First, we obtain the tidied Brauer dataset. But in fact we want to “untidy” it again (make wide from long) because for random forest we want observations (n) as rows and variables (p – both predicted and predictors) in columns.
library(tidyverse) library(randomForest) library(randomForestExplainer) brauer2007_tidy <- read_csv("https://4va.github.io/biodatasci/data/brauer2007_tidy.csv")
I’ll show the code for running a random forest without much explanation. I’ll assume you have a basic understanding of how the process works. That is: rows are sampled from the data and used to build many decision trees where variables predict either a continuous outcome variable (regression) or a categorical outcome (classification). The trees are then averaged (for regression values) or the majority vote is taken (for classification) to generate predictions. Individual predictors have an “importance” which is essentially some measure of how much worse the model would be were they not included.
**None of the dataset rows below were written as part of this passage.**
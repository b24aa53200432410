//! Lazy query plans.
//!
//! A [`Plan`] records the operations composed on it as a tree of
//! [`PlanNode`]s. Types are checked while the tree is built; rows are only
//! produced by [`Plan::execute`], which runs the tree against a [`Catalog`]
//! of named in-memory tables.
//!
//! Plans are persistent: composing one never changes it, so the same subplan
//! can feed several parents (a full outer join reads both inputs twice).
//! One execution evaluates each shared node once.

use std::fmt;
use std::sync::Arc;

use quarry_ast::{Lambda, Ty};
use rustc_hash::FxHashMap;
use tracing::{debug, trace};

use crate::context::QueryContext;
use crate::error::QueryError;
use crate::sequence::Sequence;
use crate::source::{
    check_predicate, check_same_elements, check_unary, correlated_ty, flattened_ty, QuerySource,
};

/// Named tables a plan's scans read from.
pub type Catalog = FxHashMap<String, Sequence>;

#[derive(Clone, Debug)]
pub struct Plan {
    ctx: Arc<QueryContext>,
    ty: Ty,
    node: Arc<PlanNode>,
}

#[derive(Debug)]
pub enum PlanNode {
    Scan {
        table: String,
    },
    Correlate {
        outer: Plan,
        inner: Plan,
        outer_key: Lambda,
        inner_key: Lambda,
    },
    FlattenWithDefault {
        input: Plan,
    },
    Project {
        input: Plan,
        selector: Lambda,
    },
    Filter {
        input: Plan,
        predicate: Lambda,
    },
    Union {
        left: Plan,
        right: Plan,
    },
    Concat {
        left: Plan,
        right: Plan,
    },
}

impl PlanNode {
    fn kind(&self) -> &'static str {
        match self {
            PlanNode::Scan { .. } => "scan",
            PlanNode::Correlate { .. } => "correlate",
            PlanNode::FlattenWithDefault { .. } => "flatten_with_default",
            PlanNode::Project { .. } => "project",
            PlanNode::Filter { .. } => "filter",
            PlanNode::Union { .. } => "union",
            PlanNode::Concat { .. } => "concat",
        }
    }

    fn inputs(&self) -> Vec<&Plan> {
        match self {
            PlanNode::Scan { .. } => vec![],
            PlanNode::Correlate { outer, inner, .. } => vec![outer, inner],
            PlanNode::FlattenWithDefault { input }
            | PlanNode::Project { input, .. }
            | PlanNode::Filter { input, .. } => vec![input],
            PlanNode::Union { left, right } | PlanNode::Concat { left, right } => vec![left, right],
        }
    }
}

/// Identity of a node within one execution.
type NodeKey = *const PlanNode;

/// State for one [`Plan::execute`] call.
struct Executor<'c> {
    catalog: &'c Catalog,
    /// How many parents read each node; only nodes read more than once are
    /// kept in `done`.
    uses: FxHashMap<NodeKey, usize>,
    done: FxHashMap<NodeKey, Sequence>,
    evaluated: usize,
}

impl<'c> Executor<'c> {
    fn new(catalog: &'c Catalog, root: &Plan) -> Self {
        let mut exec = Executor {
            catalog,
            uses: FxHashMap::default(),
            done: FxHashMap::default(),
            evaluated: 0,
        };
        exec.count_uses(root);
        exec
    }

    fn count_uses(&mut self, plan: &Plan) {
        let seen = self.uses.entry(plan.key()).or_insert(0);
        *seen += 1;
        if *seen == 1 {
            for input in plan.node.inputs() {
                self.count_uses(input);
            }
        }
    }

    fn run(&mut self, plan: &Plan) -> Result<Sequence, QueryError> {
        let key = plan.key();
        if let Some(rows) = self.done.get(&key) {
            trace!(node = plan.node.kind(), "reusing shared plan node");
            return Ok(rows.clone());
        }
        let rows = self.eval(plan)?;
        if self.uses.get(&key).copied().unwrap_or(0) > 1 {
            self.done.insert(key, rows.clone());
        }
        Ok(rows)
    }

    fn eval(&mut self, plan: &Plan) -> Result<Sequence, QueryError> {
        trace!(node = plan.node.kind(), ty = %plan.ty, "executing plan node");
        self.evaluated += 1;
        match &*plan.node {
            PlanNode::Scan { table } => {
                let rows = self
                    .catalog
                    .get(table)
                    .ok_or_else(|| QueryError::UnknownTable(table.clone()))?;
                check_same_elements("scan", &plan.ty, rows.element_ty())?;
                Ok(rows.clone())
            }
            PlanNode::Correlate {
                outer,
                inner,
                outer_key,
                inner_key,
            } => {
                let outer = self.run(outer)?;
                outer.correlate(self.run(inner)?, outer_key, inner_key)
            }
            PlanNode::FlattenWithDefault { input } => self.run(input)?.flatten_with_default(),
            PlanNode::Project { input, selector } => self.run(input)?.project(selector),
            PlanNode::Filter { input, predicate } => self.run(input)?.filter(predicate),
            PlanNode::Union { left, right } => {
                let left = self.run(left)?;
                left.union(self.run(right)?)
            }
            PlanNode::Concat { left, right } => {
                let left = self.run(left)?;
                left.concat(self.run(right)?)
            }
        }
    }
}

impl Plan {
    /// Read table `table` from the catalog; its rows must be of type `ty`.
    pub fn scan(ctx: &Arc<QueryContext>, table: impl Into<String>, ty: Ty) -> Self {
        Plan {
            ctx: Arc::clone(ctx),
            ty,
            node: Arc::new(PlanNode::Scan {
                table: table.into(),
            }),
        }
    }

    pub fn node(&self) -> &PlanNode {
        &self.node
    }

    fn derive(&self, ty: Ty, node: PlanNode) -> Self {
        Plan {
            ctx: Arc::clone(&self.ctx),
            ty,
            node: Arc::new(node),
        }
    }

    fn key(&self) -> NodeKey {
        Arc::as_ptr(&self.node)
    }

    pub fn execute(&self, catalog: &Catalog) -> Result<Sequence, QueryError> {
        let mut exec = Executor::new(catalog, self);
        let rows = exec.run(self)?;
        debug!(
            nodes = exec.evaluated,
            shared = exec.done.len(),
            rows = rows.len(),
            "executed plan"
        );
        Ok(rows)
    }

    fn fmt_indented(&self, f: &mut fmt::Formatter<'_>, depth: usize) -> fmt::Result {
        write!(f, "{:width$}", "", width = depth * 2)?;
        let children: Vec<&Plan> = match &*self.node {
            PlanNode::Scan { table } => {
                return write!(f, "Scan {}: {}", table, self.ty);
            }
            PlanNode::Correlate {
                outer,
                inner,
                outer_key,
                inner_key,
            } => {
                write!(f, "Correlate {} = {}", outer_key, inner_key)?;
                vec![outer, inner]
            }
            PlanNode::FlattenWithDefault { input } => {
                write!(f, "FlattenWithDefault: {}", self.ty)?;
                vec![input]
            }
            PlanNode::Project { input, selector } => {
                write!(f, "Project {}", selector)?;
                vec![input]
            }
            PlanNode::Filter { input, predicate } => {
                write!(f, "Filter {}", predicate)?;
                vec![input]
            }
            PlanNode::Union { left, right } => {
                write!(f, "Union")?;
                vec![left, right]
            }
            PlanNode::Concat { left, right } => {
                write!(f, "Concat")?;
                vec![left, right]
            }
        };
        for child in children {
            writeln!(f)?;
            child.fmt_indented(f, depth + 1)?;
        }
        Ok(())
    }
}

impl fmt::Display for Plan {
    fn fmt(&self, f: &mut fmt::Formatter<'_>) -> fmt::Result {
        self.fmt_indented(f, 0)
    }
}

impl QuerySource for Plan {
    fn context(&self) -> &Arc<QueryContext> {
        &self.ctx
    }

    fn element_ty(&self) -> &Ty {
        &self.ty
    }

    fn correlate(self, inner: Self, outer_key: &Lambda, inner_key: &Lambda) -> Result<Self, QueryError> {
        let ty = correlated_ty(&self.ty, &inner.ty, outer_key, inner_key)?;
        let node = PlanNode::Correlate {
            outer: self.clone(),
            inner,
            outer_key: outer_key.clone(),
            inner_key: inner_key.clone(),
        };
        Ok(self.derive(ty, node))
    }

    fn flatten_with_default(self) -> Result<Self, QueryError> {
        let ty = flattened_ty(&self.ty)?;
        let node = PlanNode::FlattenWithDefault { input: self.clone() };
        Ok(self.derive(ty, node))
    }

    fn project(self, selector: &Lambda) -> Result<Self, QueryError> {
        check_unary("project", selector, &self.ty)?;
        let node = PlanNode::Project {
            input: self.clone(),
            selector: selector.clone(),
        };
        Ok(self.derive(selector.ret_ty(), node))
    }

    fn filter(self, predicate: &Lambda) -> Result<Self, QueryError> {
        check_predicate(predicate, &self.ty)?;
        let node = PlanNode::Filter {
            input: self.clone(),
            predicate: predicate.clone(),
        };
        Ok(self.derive(self.ty.clone(), node))
    }

    fn union(self, other: Self) -> Result<Self, QueryError> {
        check_same_elements("union", &self.ty, &other.ty)?;
        let node = PlanNode::Union {
            left: self.clone(),
            right: other,
        };
        Ok(self.derive(self.ty.clone(), node))
    }

    fn concat(self, other: Self) -> Result<Self, QueryError> {
        check_same_elements("concat", &self.ty, &other.ty)?;
        let node = PlanNode::Concat {
            left: self.clone(),
            right: other,
        };
        Ok(self.derive(self.ty.clone(), node))
    }
}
Here we go then. A couple of notes. First, setting a seed for random sampling would not usually be used; it’s for reproducibility here. Second, unless you are specifically using the model to predict outcomes on unseen data, there’s no real need for splitting the data into test and training sets – the procedure is already performing a bootstrap by virtue of the out-of-bag error estimation.
brauer2007_tidy_rf1 <- brauer2007_tidy %>% mutate(systematic_name = gsub("-", "minus", systematic_name), nutrient = factor(nutrient)) %>% select(systematic_name, nutrient, rate, expression) %>% spread(systematic_name, expression, fill = 0) %>% randomForest(nutrient ~ ., data = ., localImp = TRUE, importance = TRUE)
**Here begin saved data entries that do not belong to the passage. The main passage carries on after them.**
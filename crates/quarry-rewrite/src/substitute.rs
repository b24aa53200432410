//! Parameter substitution.
//!
//! A structure-preserving copy of a tree in which parameter leaves found in
//! a lookup are replaced by their bound subtree. Everything else is rebuilt
//! through [`Expr::map_children`] unchanged and in the same order.

use quarry_ast::{Expr, Lambda, ParamId};
use rustc_hash::FxHashMap;

use crate::param_map::ParameterMap;

/// Replace every free reference to a parameter in `bindings` with its
/// bound expression.
///
/// A nested lambda that declares one of the bound identities shadows it for
/// its own body, where those references are left alone.
pub fn substitute(expr: &Expr, bindings: &FxHashMap<ParamId, Expr>) -> Expr {
    if bindings.is_empty() {
        return expr.clone();
    }
    match expr {
        Expr::Param(p) => bindings.get(&p.id).cloned().unwrap_or_else(|| expr.clone()),
        Expr::Lambda(lambda) if lambda.params.iter().any(|p| bindings.contains_key(&p.id)) => {
            let mut inner = bindings.clone();
            for p in &lambda.params {
                inner.remove(&p.id);
            }
            Expr::lambda(Lambda::new(lambda.params.clone(), substitute(&lambda.body, &inner)))
        }
        _ => expr.map_children(|child| substitute(child, bindings)),
    }
}

/// Turn `lambda` into a one-parameter function over the map's carrier.
pub fn rewrite(lambda: &Lambda, map: &ParameterMap) -> Lambda {
    let body = substitute(&lambda.body, &map.bindings());
    Lambda::new(vec![map.carrier_param().clone()], body)
}
//! Standalone analysis endpoints used by the conversion wizard before an
//! app is created.

use axum::extract::{Multipart, State};
use axum::response::IntoResponse;
use axum::Json;
use serde::Deserialize;
use webtoapp_core::analysis::ProjectAnalysis;
use webtoapp_core::validation::{is_zip_upload, validate_website_url, MAX_UPLOAD_BYTES};

use crate::error::{AppError, AppResult};
use crate::middleware::auth::AuthUser;
use crate::response::DataResponse;
use crate::state::AppState;

/// Multipart field carrying the project archive.
const PROJECT_FIELD: &str = "project";

/// Request body for `POST /analyze-website`.
#[derive(Debug, Deserialize)]
pub struct AnalyzeWebsiteRequest {
    #[serde(default)]
    pub url: String,
}

/// POST /api/v1/analyze-website
///
/// Run the site analyzer on a URL and return its report. An unusable
/// provider reply still yields the fallback report; only a provider that
/// cannot be reached is an error.
pub async fn analyze_website(
    auth: AuthUser,
    State(state): State<AppState>,
    Json(input): Json<AnalyzeWebsiteRequest>,
) -> AppResult<impl IntoResponse> {
    let url = input.url.trim();
    if url.is_empty() {
        return Err(AppError::BadRequest("URL is required".into()));
    }
    validate_website_url(url)?;

    let report = state.analyzer.analyze(url).await.map_err(|e| {
        tracing::error!(user_id = auth.user_id, url, error = %e, "Website analysis failed");
        AppError::InternalError(format!("Failed to analyze website: {e}"))
    })?;

    Ok(Json(DataResponse { data: report }))
}

/// POST /api/v1/upload-project
///
/// Accept a zipped website project (multipart field `project`). The archive
/// is not inspected; a fixed project analysis is returned.
pub async fn upload_project(
    auth: AuthUser,
    mut multipart: Multipart,
) -> AppResult<impl IntoResponse> {
    let mut upload: Option<(String, usize)> = None;

    while let Some(field) = multipart
        .next_field()
        .await
        .map_err(|e| AppError::BadRequest(e.to_string()))?
    {
        if field.name() != Some(PROJECT_FIELD) {
            continue;
        }

        let file_name = field.file_name().map(str::to_string);
        let content_type = field.content_type().map(str::to_string);
        if !is_zip_upload(file_name.as_deref(), content_type.as_deref()) {
            return Err(AppError::BadRequest("Only ZIP files are allowed".into()));
        }

        let data = field
            .bytes()
            .await
            .map_err(|e| AppError::BadRequest(e.to_string()))?;
        if data.len() > MAX_UPLOAD_BYTES {
            return Err(AppError::BadRequest(format!(
                "Project archive exceeds {} MiB",
                MAX_UPLOAD_BYTES / (1024 * 1024)
            )));
        }

        upload = Some((file_name.unwrap_or_else(|| "project.zip".into()), data.len()));
    }

    let (file_name, size) =
        upload.ok_or_else(|| AppError::BadRequest("No file uploaded".into()))?;

    tracing::info!(user_id = auth.user_id, file_name = %file_name, size, "Project uploaded");

    Ok(Json(DataResponse {
        data: ProjectAnalysis::uploaded_project(),
    }))
}
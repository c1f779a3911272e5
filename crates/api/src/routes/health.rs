use axum::extract::State;
use axum::{routing::get, Json, Router};
use serde::Serialize;

use crate::state::AppState;

/// Health check response payload.
#[derive(Serialize)]
pub struct HealthResponse {
    /// `ok` when the database answers, `degraded` otherwise.
    pub status: &'static str,
    /// Crate version from Cargo.toml.
    pub version: &'static str,
    pub db_healthy: bool,
}

/// GET /health
async fn health_check(State(state): State<AppState>) -> Json<HealthResponse> {
    let db_healthy = webtoapp_db::health_check(&state.pool).await.is_ok();
    let status = if db_healthy { "ok" } else { "degraded" };

    Json(HealthResponse {
        status,
        version: env!("CARGO_PKG_VERSION"),
        db_healthy,
    })
}

/// Mount health check routes (root level, not under `/api/v1`).
pub fn router() -> Router<AppState> {
    Router::new().route("/health", get(health_check))
}
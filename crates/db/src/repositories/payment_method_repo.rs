//! Repository for the `payment_methods` table.

use sqlx::PgPool;
use webtoapp_core::types::DbId;

use crate::models::payment_method::{CreatePaymentMethod, PaymentMethod, UpdatePaymentMethod};

const COLUMNS: &str =
    "id, name, method_type, network, address, is_active, created_at, updated_at";

/// Provides CRUD operations for payment methods.
pub struct PaymentMethodRepo;

impl PaymentMethodRepo {
    /// List all payment methods, newest first.
    pub async fn list(pool: &PgPool) -> Result<Vec<PaymentMethod>, sqlx::Error> {
        let query = format!("SELECT {COLUMNS} FROM payment_methods ORDER BY created_at DESC");
        sqlx::query_as::<_, PaymentMethod>(&query)
            .fetch_all(pool)
            .await
    }

    pub async fn find_by_id(pool: &PgPool, id: DbId) -> Result<Option<PaymentMethod>, sqlx::Error> {
        let query = format!("SELECT {COLUMNS} FROM payment_methods WHERE id = $1");
        sqlx::query_as::<_, PaymentMethod>(&query)
            .bind(id)
            .fetch_optional(pool)
            .await
    }

    pub async fn create(
        pool: &PgPool,
        input: &CreatePaymentMethod,
    ) -> Result<PaymentMethod, sqlx::Error> {
        let query = format!(
            "INSERT INTO payment_methods (name, method_type, network, address, is_active) \
             VALUES ($1, $2, $3, $4, COALESCE($5, true)) \
             RETURNING {COLUMNS}"
        );
        sqlx::query_as::<_, PaymentMethod>(&query)
            .bind(&input.name)
            .bind(&input.method_type)
            .bind(&input.network)
            .bind(&input.address)
            .bind(input.is_active)
            .fetch_one(pool)
            .await
    }

    /// Update a payment method. Only non-`None` fields in `input` are applied.
    ///
    /// Returns `None` if no row with the given `id` exists.
    pub async fn update(
        pool: &PgPool,
        id: DbId,
        input: &UpdatePaymentMethod,
    ) -> Result<Option<PaymentMethod>, sqlx::Error> {
        let query = format!(
            "UPDATE payment_methods SET \
                name = COALESCE($2, name), \
                method_type = COALESCE($3, method_type), \
                network = COALESCE($4, network), \
                address = COALESCE($5, address), \
                is_active = COALESCE($6, is_active) \
             WHERE id = $1 \
             RETURNING {COLUMNS}"
        );
        sqlx::query_as::<_, PaymentMethod>(&query)
            .bind(id)
            .bind(&input.name)
            .bind(&input.method_type)
            .bind(&input.network)
            .bind(&input.address)
            .bind(input.is_active)
            .fetch_optional(pool)
            .await
    }

    /// Delete a payment method. Returns `true` if a row was removed.
    pub async fn delete(pool: &PgPool, id: DbId) -> Result<bool, sqlx::Error> {
        let result = sqlx::query("DELETE FROM payment_methods WHERE id = $1")
            .bind(id)
            .execute(pool)
            .await?;
        Ok(result.rows_affected() > 0)
    }
}
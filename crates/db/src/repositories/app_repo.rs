//! Repository for the `apps` table.
//!
//! Status transitions use the `AppStatus` enum from `models::status`.
//! Every write is a single statement keyed by id, so concurrent generation
//! runs never interleave a read-modify-write.

use sqlx::PgPool;
use webtoapp_core::types::DbId;

use crate::models::app::{App, AppUpdate, CreateApp};
use crate::models::status::AppStatus;

/// Column list for `apps` queries.
const COLUMNS: &str = "\
    id, user_id, name, website_url, platform, mode, status_id, \
    ai_analysis, download_url, file_size, created_at, completed_at";

/// Provides CRUD operations for app conversions.
pub struct AppRepo;

impl AppRepo {
    /// Insert a new app in `pending` status.
    pub async fn create(pool: &PgPool, input: &CreateApp) -> Result<App, sqlx::Error> {
        let query = format!(
            "INSERT INTO apps (user_id, name, website_url, platform, mode, status_id) \
             VALUES ($1, $2, $3, $4, $5, $6) \
             RETURNING {COLUMNS}"
        );
        sqlx::query_as::<_, App>(&query)
            .bind(input.user_id)
            .bind(&input.name)
            .bind(&input.website_url)
            .bind(&input.platform)
            .bind(&input.mode)
            .bind(AppStatus::Pending.id())
            .fetch_one(pool)
            .await
    }

    /// Find an app by ID.
    pub async fn find_by_id(pool: &PgPool, id: DbId) -> Result<Option<App>, sqlx::Error> {
        let query = format!("SELECT {COLUMNS} FROM apps WHERE id = $1");
        sqlx::query_as::<_, App>(&query)
            .bind(id)
            .fetch_optional(pool)
            .await
    }

    /// List a user's apps, newest first.
    pub async fn list_by_user(
        pool: &PgPool,
        user_id: DbId,
        limit: i64,
        offset: i64,
    ) -> Result<Vec<App>, sqlx::Error> {
        let query = format!(
            "SELECT {COLUMNS} FROM apps WHERE user_id = $1 \
             ORDER BY created_at DESC, id DESC LIMIT $2 OFFSET $3"
        );
        sqlx::query_as::<_, App>(&query)
            .bind(user_id)
            .bind(limit)
            .bind(offset)
            .fetch_all(pool)
            .await
    }

    /// Apply a partial update. Only `Some` fields in `update` are written.
    ///
    /// Returns `None` if no row with the given `id` exists.
    pub async fn update(
        pool: &PgPool,
        id: DbId,
        update: &AppUpdate,
    ) -> Result<Option<App>, sqlx::Error> {
        let query = format!(
            "UPDATE apps SET \
                status_id = COALESCE($2, status_id), \
                ai_analysis = COALESCE($3, ai_analysis), \
                download_url = COALESCE($4, download_url), \
                file_size = COALESCE($5, file_size), \
                completed_at = COALESCE($6, completed_at) \
             WHERE id = $1 \
             RETURNING {COLUMNS}"
        );
        sqlx::query_as::<_, App>(&query)
            .bind(id)
            .bind(update.status.map(AppStatus::id))
            .bind(&update.ai_analysis)
            .bind(&update.download_url)
            .bind(update.file_size)
            .bind(update.completed_at)
            .fetch_optional(pool)
            .await
    }

    /// Delete an app. Returns `true` if a row was removed.
    pub async fn delete(pool: &PgPool, id: DbId) -> Result<bool, sqlx::Error> {
        let result = sqlx::query("DELETE FROM apps WHERE id = $1")
            .bind(id)
            .execute(pool)
            .await?;
        Ok(result.rows_affected() > 0)
    }
}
The model seems to have performed quite well:
Call: randomForest(formula = nutrient ~ ., data = ., localImp = TRUE, importance = TRUE) Type of random forest: classification Number of trees: 500 No. of variables tried at each split: 74 OOB estimate of error rate: 5.56% Confusion matrix: Ammonia Glucose Leucine Phosphate Sulfate Uracil class.error Ammonia 6 0 0 0 0 0 0.0000000 Glucose 0 6 0 0 0 0 0.0000000 Leucine 0 1 5 0 0 0 0.1666667 Phosphate 0 0 0 6 0 0 0.0000000 Sulfate 0 0 0 0 6 0 0.0000000 Uracil 0 1 0 0 0 5 0.1666667
Let’s look at the expression of the top 20 genes (by variable importance), with respect to growth rate and limiting nutrient.
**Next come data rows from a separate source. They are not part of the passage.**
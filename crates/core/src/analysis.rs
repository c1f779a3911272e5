//! Website compatibility report and code-generation plan types.
//!
//! These are the payloads produced by the analysis service. The report is
//! stored verbatim in `apps.ai_analysis`, so the serialized field names are
//! part of the persisted format and use camelCase.

use serde::{Deserialize, Serialize};

use crate::error::CoreError;

// ---------------------------------------------------------------------------
// Bounds
// ---------------------------------------------------------------------------

/// Minimum number of recommendations a well-formed report carries.
pub const MIN_RECOMMENDATIONS: usize = 3;
/// Maximum number of recommendations a well-formed report carries.
pub const MAX_RECOMMENDATIONS: usize = 5;

// ---------------------------------------------------------------------------
// Report types
// ---------------------------------------------------------------------------

/// Content classification of an analyzed site.
///
/// The first eight variants are the labels the analysis model is asked to
/// choose from. `Website` and `WebsiteProject` only appear in fallback
/// reports and in the fixed report returned for uploaded projects.
#[derive(Debug, Clone, Copy, PartialEq, Eq, Serialize, Deserialize)]
pub enum ContentType {
    #[serde(rename = "E-commerce")]
    ECommerce,
    Blog,
    Portfolio,
    Business,
    Educational,
    News,
    Social,
    Other,
    Website,
    #[serde(rename = "Website Project")]
    WebsiteProject,
}

/// Rough size class of the generated app.
#[derive(Debug, Clone, Copy, PartialEq, Eq, Serialize, Deserialize)]
pub enum EstimatedSize {
    Small,
    Medium,
    Large,
}

/// Structural features detected on the site.
#[derive(Debug, Clone, Copy, PartialEq, Eq, Serialize, Deserialize)]
#[serde(rename_all = "camelCase")]
pub struct SiteStructure {
    pub has_navigation: bool,
    pub has_footer: bool,
    pub has_images: bool,
    pub has_videos: bool,
    pub has_forms: bool,
}

/// Compatibility report for converting a website into a mobile app.
#[derive(Debug, Clone, PartialEq, Serialize, Deserialize)]
#[serde(rename_all = "camelCase")]
pub struct AnalysisReport {
    pub compatible: bool,
    pub content_type: ContentType,
    pub mobile_optimized: bool,
    pub estimated_size: EstimatedSize,
    pub recommendations: Vec<String>,
    pub structure: SiteStructure,
}

impl AnalysisReport {
    /// The fixed report returned whenever the analysis provider cannot
    /// produce a usable answer.
    pub fn fallback() -> Self {
        Self {
            compatible: true,
            content_type: ContentType::Website,
            mobile_optimized: false,
            estimated_size: EstimatedSize::Medium,
            recommendations: vec![
                "Add responsive design elements".to_string(),
                "Optimize images for mobile".to_string(),
                "Simplify navigation structure".to_string(),
                "Improve loading performance".to_string(),
            ],
            structure: SiteStructure {
                has_navigation: true,
                has_footer: true,
                has_images: true,
                has_videos: false,
                has_forms: true,
            },
        }
    }

    /// Check that a provider-produced report is well formed.
    ///
    /// A report must carry between [`MIN_RECOMMENDATIONS`] and
    /// [`MAX_RECOMMENDATIONS`] non-blank recommendations.
    pub fn validate(&self) -> Result<(), CoreError> {
        let count = self.recommendations.len();
        if !(MIN_RECOMMENDATIONS..=MAX_RECOMMENDATIONS).contains(&count) {
            return Err(CoreError::Validation(format!(
                "Expected {MIN_RECOMMENDATIONS}-{MAX_RECOMMENDATIONS} recommendations, got {count}"
            )));
        }
        if self.recommendations.iter().any(|r| r.trim().is_empty()) {
            return Err(CoreError::Validation(
                "Recommendations must not be blank".to_string(),
            ));
        }
        Ok(())
    }
}

/// Summary returned for an uploaded project archive.
///
/// Archives are not inspected, so this is always the same fixed report.
#[derive(Debug, Clone, PartialEq, Serialize)]
#[serde(rename_all = "camelCase")]
pub struct ProjectAnalysis {
    pub compatible: bool,
    pub content_type: ContentType,
    pub mobile_optimized: bool,
    pub estimated_size: EstimatedSize,
    pub recommendations: Vec<String>,
}

impl ProjectAnalysis {
    pub fn uploaded_project() -> Self {
        Self {
            compatible: true,
            content_type: ContentType::WebsiteProject,
            mobile_optimized: true,
            estimated_size: EstimatedSize::Medium,
            recommendations: vec![
                "Consider optimizing images".to_string(),
                "Add responsive design".to_string(),
            ],
        }
    }
}

// ---------------------------------------------------------------------------
// Code-generation plan
// ---------------------------------------------------------------------------

/// Plan describing what the simulated code generator would produce.
#[derive(Debug, Clone, PartialEq, Serialize, Deserialize)]
#[serde(rename_all = "camelCase")]
pub struct CodePlan {
    pub success: bool,
    pub code_structure: Vec<String>,
    pub optimizations: Vec<String>,
    /// Estimated build time in minutes.
    pub estimated_build_time: u32,
}

impl CodePlan {
    /// The fixed plan used when the provider is unavailable.
    pub fn fallback() -> Self {
        let files = [
            "MainActivity.java",
            "WebViewActivity.java",
            "SplashActivity.java",
            "NavigationHelper.java",
            "OfflineManager.java",
            "AndroidManifest.xml",
            "activity_main.xml",
            "styles.xml",
            "strings.xml",
            "build.gradle",
            "ProguardRules.pro",
        ];
        let optimizations = [
            "WebView caching enabled",
            "Image compression applied",
            "JavaScript optimization",
            "Network request batching",
            "Memory usage optimization",
        ];
        Self {
            success: true,
            code_structure: files.iter().map(|s| s.to_string()).collect(),
            optimizations: optimizations.iter().map(|s| s.to_string()).collect(),
            estimated_build_time: 240,
        }
    }
}

// ---------------------------------------------------------------------------
// Tests
// ---------------------------------------------------------------------------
brauer2007_tidy %>% filter(systematic_name %in% important_variables(brauer2007_tidy_rf1, k = 20)) %>% ggplot(aes(rate, expression)) + geom_line(aes(color = nutrient)) + facet_wrap(~systematic_name, ncol = 5) + scale_color_brewer(palette = "Set2")
Several of those look promising. Let’s select a gene where expression seems to be affected by each of the 6 limiting nutrients and search online resources such as the Saccharomyces Genome Database to see what’s known.
|YHR208W||branched chain family amino acid biosynthesis*||leucine||Pathways – leucine biosynthesis|
|YKL216W||‘de novo’ pyrimidine base biosynthesis||uracil||URA1 – null mutant requires uracil|
|YLL055W||biological process unknown||sulfate||Cysteine transporter; null mutant absent utilization of sulfur source|
|YLR108C||biological process unknown||phosphate|
|YOR348C||proline catabolism*||ammonia||Proline permease; repressed in ammonia-grown cells|
|YOR374W||ethanol metabolism||glucose||Aldehyde dehydrogenase; expression is glucose-repressed|
I’d say the Brauer data “makes sense” for five of those genes. Little is known about the sixth (YLR108C, affected by phosphate limitation).
Normally, a study like this would start with the genes – identify those that are differentially expressed and then think about the conditions under which differential expression was observed. Here, the process is reversed in a sense: we view the experimental condition as an outcome, rather than a parameter and ask whether it can be “predicted” by other observations.
So whilst not my first choice of method for this kind of study, and despite limited outcome data, random forest does seem to be generating some insights into which genes are affected by nutrient limitation. And at the end of the day: if a method provides insights, isn’t that what data science is for?